Entries shown:

- - - -

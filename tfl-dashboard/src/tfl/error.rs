//! TfL client error types.

use std::fmt;

/// Errors from the TfL HTTP client.
#[derive(Debug)]
pub enum TflError {
    /// HTTP request failed (network error, timeout, etc.)
    Http(reqwest::Error),

    /// JSON deserialization failed
    Json {
        message: String,
        body: Option<String>,
    },

    /// API returned an error status code
    ApiError { status: u16, message: String },

    /// Rate limited by the API
    RateLimited,

    /// Invalid or missing app key
    Unauthorized,

    /// The configured base URL cannot carry a request path
    InvalidUrl { url: String, reason: String },

    /// Fixture data could not be loaded or has no entry for the request
    Mock(String),
}

impl fmt::Display for TflError {
    fn fmt(&self, f: &mut fmt::Formatter<'_>) -> fmt::Result {
        match self {
            TflError::Http(e) => write!(f, "HTTP error: {e}"),
            TflError::Json { message, body } => {
                write!(f, "JSON parse error: {message}")?;
                if let Some(body) = body {
                    write!(f, " (body: {body})")?;
                }
                Ok(())
            }
            TflError::ApiError { status, message } => {
                write!(f, "API error {status}: {message}")
            }
            TflError::RateLimited => write!(f, "rate limited by TfL API"),
            TflError::Unauthorized => write!(f, "unauthorized: check TFL_KEY"),
            TflError::InvalidUrl { url, reason } => write!(f, "invalid base URL {url}: {reason}"),
            TflError::Mock(msg) => write!(f, "mock data error: {msg}"),
        }
    }
}

impl std::error::Error for TflError {
    fn source(&self) -> Option<&(dyn std::error::Error + 'static)> {
        match self {
            TflError::Http(e) => Some(e),
            _ => None,
        }
    }
}

impl From<reqwest::Error> for TflError {
    fn from(err: reqwest::Error) -> Self {
        TflError::Http(err)
    }
}
//! Line and bus route status records.

use std::fmt;

use serde::{Serialize, Serializer};

/// A line status severity as reported by TfL.
///
/// The known vocabulary gets its own variant; anything else the upstream
/// API reports is passed through verbatim as `Other`.
#[derive(Debug, Clone, Default, PartialEq, Eq, Hash)]
pub enum Severity {
    #[default]
    GoodService,
    MinorDelays,
    SevereDelays,
    PartClosure,
    ServiceClosed,
    Other(String),
}

impl Severity {
    /// Map an upstream `statusSeverityDescription` to a severity.
    pub fn from_description(description: &str) -> Self {
        match description {
            "Good Service" => Severity::GoodService,
            "Minor Delays" => Severity::MinorDelays,
            "Severe Delays" => Severity::SevereDelays,
            "Part Closure" => Severity::PartClosure,
            "Service Closed" => Severity::ServiceClosed,
            other => Severity::Other(other.to_string()),
        }
    }

    /// The upstream description text.
    pub fn as_str(&self) -> &str {
        match self {
            Severity::GoodService => "Good Service",
            Severity::MinorDelays => "Minor Delays",
            Severity::SevereDelays => "Severe Delays",
            Severity::PartClosure => "Part Closure",
            Severity::ServiceClosed => "Service Closed",
            Severity::Other(s) => s,
        }
    }

    pub fn is_good(&self) -> bool {
        matches!(self, Severity::GoodService)
    }
}

impl fmt::Display for Severity {
    fn fmt(&self, f: &mut fmt::Formatter<'_>) -> fmt::Result {
        f.write_str(self.as_str())
    }
}

impl Serialize for Severity {
    fn serialize<S: Serializer>(&self, serializer: S) -> Result<S::Ok, S::Error> {
        serializer.serialize_str(self.as_str())
    }
}

/// Current status of one rail line (Tube, DLR, Overground, ...).
#[derive(Debug, Clone, PartialEq, Serialize)]
pub struct LineStatus {
    pub line_id: String,
    pub line_name: String,
    pub status: Severity,
}

/// Current status of one bus route.
#[derive(Debug, Clone, PartialEq, Serialize)]
pub struct BusRouteStatus {
    pub route_name: String,
    pub status: Severity,
    /// Disruption reason, if TfL gave one.
    pub reason: Option<String>,
}
//! TfL Unified API client.
//!
//! This module wraps the four read-only endpoints the dashboard needs:
//! stop points by mode, line status by mode, bus status, and journey
//! planning. Every response is converted to domain types before it leaves
//! the module.
//!
//! The `TransitApi` trait is the seam between fetching and everything
//! downstream; the live client, the fixture-backed mock, and test fakes all
//! implement it.

mod client;
mod convert;
mod error;
#[cfg(test)]
pub(crate) mod fake;
mod mock;
mod types;

use std::future::Future;

use crate::domain::{BusRouteStatus, Journey, LineStatus, NaptanId, Station};

pub use client::{DEFAULT_BASE_URL, TflClient, TflConfig};
pub use convert::METRO_STATION_STOP_TYPE;
pub use error::TflError;
pub use mock::MockTflClient;
pub use types::{
    DisruptionDto, Identifier, JourneyDto, JourneyResponse, LegDto, Line, LineStatusEntry,
    StopPoint, StopPointsResponse,
};

/// Read access to the transit API, already converted to domain types.
pub trait TransitApi {
    /// Metro stations served by `mode`.
    fn stop_points(&self, mode: &str) -> impl Future<Output = Result<Vec<Station>, TflError>> + Send;

    /// Current status of every line of the given modes.
    fn line_statuses(
        &self,
        modes: &[String],
    ) -> impl Future<Output = Result<Vec<LineStatus>, TflError>> + Send;

    /// Current status of every bus route.
    fn bus_statuses(&self) -> impl Future<Output = Result<Vec<BusRouteStatus>, TflError>> + Send;

    /// Journey options between two stations.
    fn journeys(
        &self,
        from: &NaptanId,
        to: &NaptanId,
    ) -> impl Future<Output = Result<Vec<Journey>, TflError>> + Send;
}

/// The API backend selected at startup.
#[derive(Debug, Clone)]
pub enum TflBackend {
    Live(TflClient),
    Mock(MockTflClient),
}

impl TransitApi for TflBackend {
    async fn stop_points(&self, mode: &str) -> Result<Vec<Station>, TflError> {
        match self {
            TflBackend::Live(c) => c.stop_points(mode).await,
            TflBackend::Mock(c) => c.stop_points(mode).await,
        }
    }

    async fn line_statuses(&self, modes: &[String]) -> Result<Vec<LineStatus>, TflError> {
        match self {
            TflBackend::Live(c) => c.line_statuses(modes).await,
            TflBackend::Mock(c) => c.line_statuses(modes).await,
        }
    }

    async fn bus_statuses(&self) -> Result<Vec<BusRouteStatus>, TflError> {
        match self {
            TflBackend::Live(c) => c.bus_statuses().await,
            TflBackend::Mock(c) => c.bus_statuses().await,
        }
    }

    async fn journeys(&self, from: &NaptanId, to: &NaptanId) -> Result<Vec<Journey>, TflError> {
        match self {
            TflBackend::Live(c) => c.journeys(from, to).await,
            TflBackend::Mock(c) => c.journeys(from, to).await,
        }
    }
}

- - - -

Problem to work on: Each line in the listing above that includes the word "body" needs to be copied out.

Output:
        body: Option<String>,
            TflError::Json { message, body } => {
                if let Some(body) = body {
                    write!(f, " (body: {body})")?;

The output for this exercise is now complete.